Thursday, May 5, 2011

Water, Water, Everywhere

Sunday, I drove across the Ohio River bridge to the small town where I grew up.  I knew the flooding had gotten pretty bad there, but I was still shocked to see it for myself.  I grew up listening to my grandparents talking about the 1937 flood and the damage it caused to so many people in that town.  I never dreamed flooding would get that bad again, certainly not in my lifetime. 

There was a steady rain while I was there, and as I drove up and down the streets, I found plenty of people scrambling to sandbag and save their homes.  It was becoming obvious that the predicted crest for the Ohio River was going to get bumped up, and as the rain got heavier and harder, there was a real desperation among the people lining up for sandbags.  The line was fifteen trailers deep at all times while I was there.

As soon as someone would fill their trailer they were dash off to desposit them and head back for another load.


I could see that some folks were losing the battle, and they probably knew it, but they had to do all they could save their property.  It just broke my heart to sit in a parked vehicle on the main street in town and watch the mad dash of sandbaggers, sand trucks and moving trucks.



Photo courtesy:  Beau Dodson

The water would go up considerably within 24 hours after I left.   I drove through a dry parking lot at this car dealership Sunday to take a picture of the water splashing against the back edge of the property. 



This area succumbed to the water the next day as well.


Photo courtesy:  Beau Dodson

This is the state park that normally greets visitors at the edge of the city.  It is completely under water.

Photo courtesy:  Beau Dodson

Can you imagine how bad the mosquitos are going to be there this year?  The area right across the street is now under water, too.



Photos courtesy:  Beau Dodson

The casino that normally sits at the river's edge in town is closed and will probably be closed for a while for cleanup when this is all over.  Think of all those jobs lost because people can't wait that long to go back to work.

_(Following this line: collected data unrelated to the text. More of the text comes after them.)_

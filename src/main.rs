//! # Voting Tracker Client
//!
//! Command-line client for the on-chain voting tracker programs.
//!
//! ## What a run does
//! 1. Makes sure the payer is funded (airdrops when it is not)
//! 2. Creates a votes account unless one is passed in
//! 3. Derives the per-payer tracker account and initializes it when missing
//! 4. Submits the setup as one transaction, then says hello to the voting program
//! 5. Reports what the run cost the payer
//!
//! ## Environment Setup
//! Settings are read from the environment (or a `.env` file):
//! `SOLANA_CLUSTER`, `COMMITMENT`, `RPC_TIMEOUT_SECS`, `SUBMIT_TIMEOUT_SECS`,
//! `PROGRAM_DEPLOY_DIR`, `MIN_PAYER_BALANCE_LAMPORTS`, `AIRDROP_LAMPORTS`.
//!
//! ## Running
//! ```bash
//! cargo run -- [VOTES_ADDRESS] [PAYER_KEYPAIR] [--vote approve|reject]
//! ```

mod cli;
mod config;
mod onchain_instance;
mod runner;
mod services;

use anyhow::{Context, Result};
use clap::Parser;
use tracing_subscriber::{layer::SubscriberExt, util::SubscriberInitExt, EnvFilter};

use crate::cli::{Cli, OutputFormat};
use crate::config::Config;
use crate::runner::{run_session, ProgramIds, RunReport, SessionInputs, SessionSettings};
use crate::services::{deployment::check_binary_exists, RpcLedger};

#[tokio::main]
async fn main() {
    dotenv::dotenv().ok();

    // Logs go to stderr so `--output json` stays clean on stdout
    tracing_subscriber::registry()
        .with(EnvFilter::try_from_default_env().unwrap_or_else(|_| EnvFilter::new("info")))
        .with(
            tracing_subscriber::fmt::layer()
                .with_target(false)
                .with_writer(std::io::stderr)
                .compact(),
        )
        .init();

    let cli = Cli::parse();
    tracing::info!("🏁 {} v{}", env!("CARGO_PKG_NAME"), env!("CARGO_PKG_VERSION"));

    match run(cli).await {
        Ok(()) => {}
        Err(err) => {
            tracing::error!("❌ {:#}", err);
            std::process::exit(1);
        }
    }
}

async fn run(cli: Cli) -> Result<()> {
    let config = Config::from_env().context("Failed to load configuration")?;
    let payer = cli.load_payer()?;

    // Both programs must have been built before touching the ledger
    let programs = ProgramIds {
        voting: check_binary_exists(&config.programs.voting_keypair())?,
        tracker: check_binary_exists(&config.programs.tracker_keypair())?,
    };
    tracing::info!("Voting program {} / tracker program {}", programs.voting, programs.tracker);

    let ledger = RpcLedger::connect(&config).await?;

    let settings = SessionSettings {
        programs,
        funding: config.funding,
        voting_so_path: config.programs.voting_so(),
    };
    let inputs = SessionInputs {
        payer,
        votes: cli.votes_address,
        vote: cli.vote.map(Into::into),
    };
    let report = run_session(&ledger, &settings, inputs).await?;
    if !report.is_completed() {
        tracing::info!("Deploy the programs and run again");
    }

    print_report(&report, cli.output)
}

fn print_report(report: &RunReport, format: OutputFormat) -> Result<()> {
    match format {
        OutputFormat::Display => println!("{}", report),
        OutputFormat::Json => println!("{}", serde_json::to_string_pretty(report)?),
    }
    Ok(())
}
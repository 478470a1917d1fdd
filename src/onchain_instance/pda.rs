//! Program-derived addresses used by the voting tracker program.

use solana_sdk::pubkey::Pubkey;

use crate::runner::types::ClientError;

/// Derive the per-(user, votes) tracker account address.
///
/// Seeds are `[payer, votes]`, matching what the tracker program recomputes
/// when it validates the account passed to `initialize` and vote instructions.
pub fn derive_tracker(
    payer: &Pubkey,
    votes: &Pubkey,
    tracker_program: &Pubkey,
) -> Result<Pubkey, ClientError> {
    find_address(&[payer.as_ref(), votes.as_ref()], tracker_program, "tracker")
}

/// Derive the authority address the tracker program signs with when it calls
/// into the voting program on behalf of a votes account.
pub fn derive_authority(votes: &Pubkey, tracker_program: &Pubkey) -> Result<Pubkey, ClientError> {
    find_address(&[votes.as_ref()], tracker_program, "authority")
}

fn find_address(seeds: &[&[u8]], program_id: &Pubkey, label: &str) -> Result<Pubkey, ClientError> {
    Pubkey::try_find_program_address(seeds, program_id)
        .map(|(address, bump)| {
            tracing::debug!("Derived {} address {} (bump {})", label, address, bump);
            address
        })
        .ok_or_else(|| {
            ClientError::Derivation(format!(
                "no valid {} address for program {}",
                label, program_id
            ))
        })
}
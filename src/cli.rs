//! Command-line surface: `voting-tracker-client [VOTES_ADDRESS] [PAYER_KEYPAIR]`

use std::{path::PathBuf, str::FromStr};

use clap::{Parser, ValueEnum};
use solana_sdk::{
    pubkey::Pubkey,
    signature::{read_keypair_file, Keypair},
};

use crate::onchain_instance::instructions::Vote;
use crate::runner::types::ClientError;

#[derive(Debug, Parser)]
#[command(name = "voting-tracker-client", version, about = "Drive the voting tracker program from the command line")]
pub struct Cli {
    /// Existing votes account. A new one is created when omitted
    #[arg(value_parser = parse_pubkey)]
    pub votes_address: Option<Pubkey>,

    /// Payer keypair file. An ephemeral payer is generated (and airdropped) when omitted
    pub payer_keypair: Option<PathBuf>,

    /// Also cast a vote through the tracker in the setup transaction
    #[arg(long, value_enum)]
    pub vote: Option<VoteChoice>,

    #[arg(long, value_enum, default_value_t = OutputFormat::Display)]
    pub output: OutputFormat,
}

#[derive(Debug, Clone, Copy, PartialEq, Eq, ValueEnum)]
pub enum VoteChoice {
    Approve,
    Reject,
}

impl From<VoteChoice> for Vote {
    fn from(choice: VoteChoice) -> Self {
        match choice {
            VoteChoice::Approve => Vote::Approve,
            VoteChoice::Reject => Vote::Reject,
        }
    }
}

#[derive(Debug, Clone, Copy, PartialEq, Eq, ValueEnum)]
pub enum OutputFormat {
    Display,
    Json,
}

impl Cli {
    pub fn load_payer(&self) -> Result<Keypair, ClientError> {
        match &self.payer_keypair {
            Some(path) => {
                let payer = read_keypair_file(path).map_err(|e| {
                    ClientError::Configuration(format!("failed to read payer keypair {}: {}", path.display(), e))
                })?;
                tracing::info!("🔑 Loaded payer keypair from {}", path.display());
                Ok(payer)
            }
            None => {
                tracing::info!("🔑 No payer keypair given, generating an ephemeral one");
                Ok(Keypair::new())
            }
        }
    }
}

fn parse_pubkey(raw: &str) -> Result<Pubkey, String> {
    Pubkey::from_str(raw).map_err(|e| format!("`{}` is not a valid address: {}", raw, e))
}

#[cfg(test)]
mod tests {
    use super::*;

    #[test]
    fn no_arguments_means_fresh_everything() {
        let cli = Cli::try_parse_from(["voting-tracker-client"]).unwrap();

        assert!(cli.votes_address.is_none());
        assert!(cli.payer_keypair.is_none());
        assert!(cli.vote.is_none());
        assert_eq!(cli.output, OutputFormat::Display);
    }

    #[test]
    fn positional_votes_and_payer() {
        let votes = Pubkey::new_unique();
        let votes_arg = votes.to_string();
        let cli = Cli::try_parse_from([
            "voting-tracker-client",
            votes_arg.as_str(),
            "/tmp/payer.json",
            "--vote",
            "reject",
            "--output",
            "json",
        ])
        .unwrap();

        assert_eq!(cli.votes_address, Some(votes));
        assert_eq!(cli.payer_keypair, Some(PathBuf::from("/tmp/payer.json")));
        assert_eq!(cli.vote.map(Vote::from), Some(Vote::Reject));
        assert_eq!(cli.output, OutputFormat::Json);
    }

    #[test]
    fn malformed_votes_address_is_rejected() {
        assert!(Cli::try_parse_from(["voting-tracker-client", "not-a-pubkey"]).is_err());
    }

    #[test]
    fn unreadable_payer_is_a_configuration_error() {
        let votes_arg = Pubkey::new_unique().to_string();
        let cli =
            Cli::try_parse_from(["voting-tracker-client", votes_arg.as_str(), "/nonexistent/payer.json"])
                .unwrap();

        assert!(matches!(cli.load_payer(), Err(ClientError::Configuration(_))));
    }
}
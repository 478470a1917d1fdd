//! One end-to-end client run
//!
//! funding -> derivation -> existence checks -> batch assembly ->
//! deployment gate -> submission -> hello -> cost report.

use std::path::PathBuf;

use chrono::Utc;
use solana_sdk::{
    pubkey::Pubkey,
    signature::{Keypair, Signer},
};

use crate::config::FundingPolicy;
use crate::onchain_instance::instructions::Vote;
use crate::runner::planner::{Planner, ProgramIds, VotesSource};
use crate::runner::submitter::Submitter;
use crate::runner::types::{ClientError, Cost, RunReport, RunStatus, TransactionBatch};
use crate::services::{
    deployment::check_account_deployed,
    funding::{establish_enough_sol, get_balance},
    ledger::Ledger,
};

/// Per-invocation inputs, resolved from the command line.
pub struct SessionInputs {
    pub payer: Keypair,
    pub votes: Option<Pubkey>,
    pub vote: Option<Vote>,
}

/// Static run settings
pub struct SessionSettings {
    pub programs: ProgramIds,
    pub funding: FundingPolicy,
    /// Shown when the voting program is not deployed.
    pub voting_so_path: PathBuf,
}

pub async fn run_session(
    ledger: &dyn Ledger,
    settings: &SessionSettings,
    inputs: SessionInputs,
) -> Result<RunReport, ClientError> {
    let SessionInputs { payer, votes, vote } = inputs;
    let payer_pubkey = payer.pubkey();

    let start_balance = establish_enough_sol(ledger, &payer_pubkey, &settings.funding).await?;

    let plan = Planner::new(ledger, settings.programs)
        .plan(&payer_pubkey, VotesSource::resolve(votes), vote)
        .await?;

    // batch_len counts instructions actually submitted in the setup transaction
    let report = |status: RunStatus, batch_len: usize, cost: Cost| RunReport {
        payer: payer_pubkey.to_string(),
        votes: plan.votes.to_string(),
        tracker: plan.tracker.to_string(),
        authority: plan.authority.to_string(),
        plan: plan.state,
        batch_len,
        status,
        cost,
        finished_at: Utc::now(),
    };

    if let Some(missing) = first_undeployed(ledger, settings, &plan.batch).await? {
        tracing::warn!("🚫 {} not deployed, nothing submitted", missing);
        return Ok(report(RunStatus::NotDeployed { program: missing }, 0, Cost::zero()));
    }

    let submitter = Submitter::new(ledger);
    let setup_signature = if plan.batch.is_empty() {
        tracing::info!("Votes and tracker accounts already set up");
        None
    } else {
        Some(submitter.submit(&plan.batch, &payer).await?)
    };
    let hello_signature = submitter.say_hello(&settings.programs.voting, &payer).await?;

    let end_balance = get_balance(ledger, &payer_pubkey).await?;
    let cost = Cost::between(start_balance, end_balance);
    tracing::info!("💸 Run cost {} lamports", cost.lamports);

    Ok(report(
        RunStatus::completed(setup_signature, hello_signature),
        plan.batch.len(),
        cost,
    ))
}

/// The voting program is always invoked (hello); the tracker program only
/// when the batch carries tracker instructions.
async fn first_undeployed(
    ledger: &dyn Ledger,
    settings: &SessionSettings,
    batch: &TransactionBatch,
) -> Result<Option<String>, ClientError> {
    let programs = &settings.programs;
    if !check_account_deployed(ledger, &programs.voting).await? {
        return Ok(Some(settings.voting_so_path.display().to_string()));
    }
    if batch.invokes(&programs.tracker) && !check_account_deployed(ledger, &programs.tracker).await? {
        return Ok(Some(format!("tracker program {}", programs.tracker)));
    }
    Ok(None)
}

#[cfg(test)]
mod tests {
    use solana_sdk::{account::Account, system_program};

    use super::*;
    use crate::onchain_instance::pda::derive_tracker;
    use crate::runner::types::PlanState;
    use crate::services::ledger::mock::{MockLedger, FEE_PER_SIGNATURE};

    const SOL: u64 = 1_000_000_000;

    fn settings() -> SessionSettings {
        SessionSettings {
            programs: ProgramIds { voting: Pubkey::new_unique(), tracker: Pubkey::new_unique() },
            funding: FundingPolicy { minimum_balance: SOL, airdrop_lamports: 2 * SOL },
            voting_so_path: PathBuf::from("target/deploy/voting.so"),
        }
    }

    fn deployed(settings: &SessionSettings) -> MockLedger {
        MockLedger::new()
            .with_program(settings.programs.voting)
            .with_program(settings.programs.tracker)
    }

    #[tokio::test]
    async fn fresh_run_creates_initializes_and_says_hello() {
        let settings = settings();
        let ledger = deployed(&settings);
        let payer = Keypair::new();
        let payer_pubkey = payer.pubkey();

        let report = run_session(&ledger, &settings, SessionInputs { payer, votes: None, vote: None })
            .await
            .unwrap();

        assert_eq!(ledger.airdrops(), vec![(payer_pubkey, 2 * SOL)]);
        assert_eq!(report.plan, PlanState::NeedsVotesCreation { initialize_tracker: true });
        assert!(report.is_completed());

        let sent = ledger.sent();
        assert_eq!(sent.len(), 2);
        let setup = &sent[0];
        assert_eq!(setup.signatures.len(), 2);
        assert_eq!(setup.message.account_keys[0], payer_pubkey);
        assert_eq!(setup.message.account_keys[1].to_string(), report.votes);
        let programs: Vec<_> = setup
            .message
            .instructions
            .iter()
            .map(|ix| setup.message.account_keys[ix.program_id_index as usize])
            .collect();
        assert_eq!(programs, vec![system_program::ID, settings.programs.tracker]);

        let hello = &sent[1];
        assert_eq!(hello.signatures.len(), 1);
        assert_eq!(report.cost.lamports, 3 * FEE_PER_SIGNATURE as i64);
        assert!(report.cost.sol > 0.0);
    }

    #[tokio::test]
    async fn initialized_tracker_only_says_hello() {
        let settings = settings();
        let payer = Keypair::new();
        let votes = Pubkey::new_unique();
        let tracker = derive_tracker(&payer.pubkey(), &votes, &settings.programs.tracker).unwrap();
        let ledger = deployed(&settings)
            .with_balance(payer.pubkey(), 5 * SOL)
            .with_account(votes, Account::new(1, 51, &settings.programs.voting))
            .with_account(tracker, Account::new(1, 42, &settings.programs.tracker));

        let report = run_session(&ledger, &settings, SessionInputs { payer, votes: Some(votes), vote: None })
            .await
            .unwrap();

        assert_eq!(report.plan, PlanState::Ready);
        assert_eq!(report.batch_len, 0);
        assert!(ledger.airdrops().is_empty());
        let sent = ledger.sent();
        assert_eq!(sent.len(), 1);
        assert_eq!(sent[0].signatures.len(), 1);
        match &report.status {
            RunStatus::Completed { setup_signature, .. } => assert!(setup_signature.is_none()),
            other => panic!("unexpected status {:?}", other),
        }
    }

    #[tokio::test]
    async fn undeployed_program_submits_nothing() {
        let settings = settings();
        let payer = Keypair::new();
        let votes = Pubkey::new_unique();
        let ledger = MockLedger::new()
            .with_balance(payer.pubkey(), 5 * SOL)
            .with_account(votes, Account::new(1, 51, &settings.programs.voting));

        let report = run_session(&ledger, &settings, SessionInputs { payer, votes: Some(votes), vote: None })
            .await
            .unwrap();

        assert!(ledger.sent().is_empty());
        assert_eq!(report.plan, PlanState::NeedsTrackerInit);
        assert_eq!(report.batch_len, 0);
        assert_eq!(report.cost, Cost::zero());
        assert_eq!(
            report.status,
            RunStatus::NotDeployed { program: "target/deploy/voting.so".to_string() }
        );
    }

    #[tokio::test]
    async fn undeployed_tracker_blocks_initialization() {
        let settings = settings();
        let ledger = MockLedger::new().with_program(settings.programs.voting);

        let report = run_session(
            &ledger,
            &settings,
            SessionInputs { payer: Keypair::new(), votes: None, vote: None },
        )
        .await
        .unwrap();

        assert!(ledger.sent().is_empty());
        assert!(matches!(report.status, RunStatus::NotDeployed { ref program } if program.contains("tracker")));
    }

    #[tokio::test]
    async fn vote_rides_in_setup_batch() {
        let settings = settings();
        let ledger = deployed(&settings);

        let report = run_session(
            &ledger,
            &settings,
            SessionInputs { payer: Keypair::new(), votes: None, vote: Some(Vote::Approve) },
        )
        .await
        .unwrap();

        assert_eq!(report.batch_len, 3);
        let setup = &ledger.sent()[0];
        assert_eq!(setup.message.instructions[2].data, vec![1]);
    }

    #[tokio::test]
    async fn rejected_setup_stops_before_hello() {
        let settings = settings();
        let ledger = deployed(&settings).with_failing_send();

        let err = run_session(
            &ledger,
            &settings,
            SessionInputs { payer: Keypair::new(), votes: None, vote: None },
        )
        .await
        .unwrap_err();

        assert!(matches!(err, ClientError::Rpc { operation: "send_and_confirm_transaction", .. }));
        let sent = ledger.sent();
        assert_eq!(sent.len(), 1);
        assert_eq!(sent[0].signatures.len(), 2);
        assert_eq!(sent[0].message.instructions.len(), 2);
    }
}
//! Program artifact and deployment checks

use std::path::Path;

use solana_sdk::{
    pubkey::Pubkey,
    signature::{read_keypair_file, Signer},
};

use crate::runner::types::ClientError;
use crate::services::ledger::Ledger;

/// Read the program keypair written by `cargo build-sbf` and return the
/// program id. A missing file means the program has not been built.
pub fn check_binary_exists(keypair_path: &Path) -> Result<Pubkey, ClientError> {
    let keypair = read_keypair_file(keypair_path).map_err(|e| {
        ClientError::Configuration(format!(
            "failed to read program keypair from {}: {}. Build the program first",
            keypair_path.display(),
            e
        ))
    })?;
    Ok(keypair.pubkey())
}

/// `true` when the program account exists and is marked executable.
pub async fn check_account_deployed(ledger: &dyn Ledger, program_id: &Pubkey) -> Result<bool, ClientError> {
    let deployed = ledger
        .get_account(program_id)
        .await?
        .map(|account| account.executable)
        .unwrap_or(false);
    tracing::debug!("Program {} deployed: {}", program_id, deployed);
    Ok(deployed)
}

Photo courtesy:  George Cumbee



All up and down the streets closest to the river were roads and homes in and under water.






There are parts of town that I never dreamed would come close to flooding.  It's definitely one for the record books, but it's not a record anyone wanted to earn.

7 comments:

oreneta said...

Good lord Hula, this is horrific. Astonishing and horrific.

J.G. said...

I can't even imagine this, even though your photos make it quite real. Sandbagging in the rain seems like the height of desperation. There must be a lot of people too tired and worried to sleep tonight.

Rink's Ramblings said...

This is such a tragedy. I remember when I arrived in 93 how high the Mississippi was but could never imagine the Ohio doing what it's doing now. It's such a wonderful community and it breaks my heart.

Rink's Ramblings said...

This is such a tragedy. I remember when I arrived in 93 how high the Mississippi was but could never imagine the Ohio doing what it's doing now. It's such a wonderful community and it breaks my heart.

Jan n Jer said...

My heart goes out to all those poor folks. To see all the flooding is very humbling. We have been so lucky in our neck of the woods1

Louisiana Belle said...

I feel very sad for the people being ravaged by the flood waters. And to think how much we could have used some of that rain to put out the fires in Texas. :/ Our planet is completely out of whack.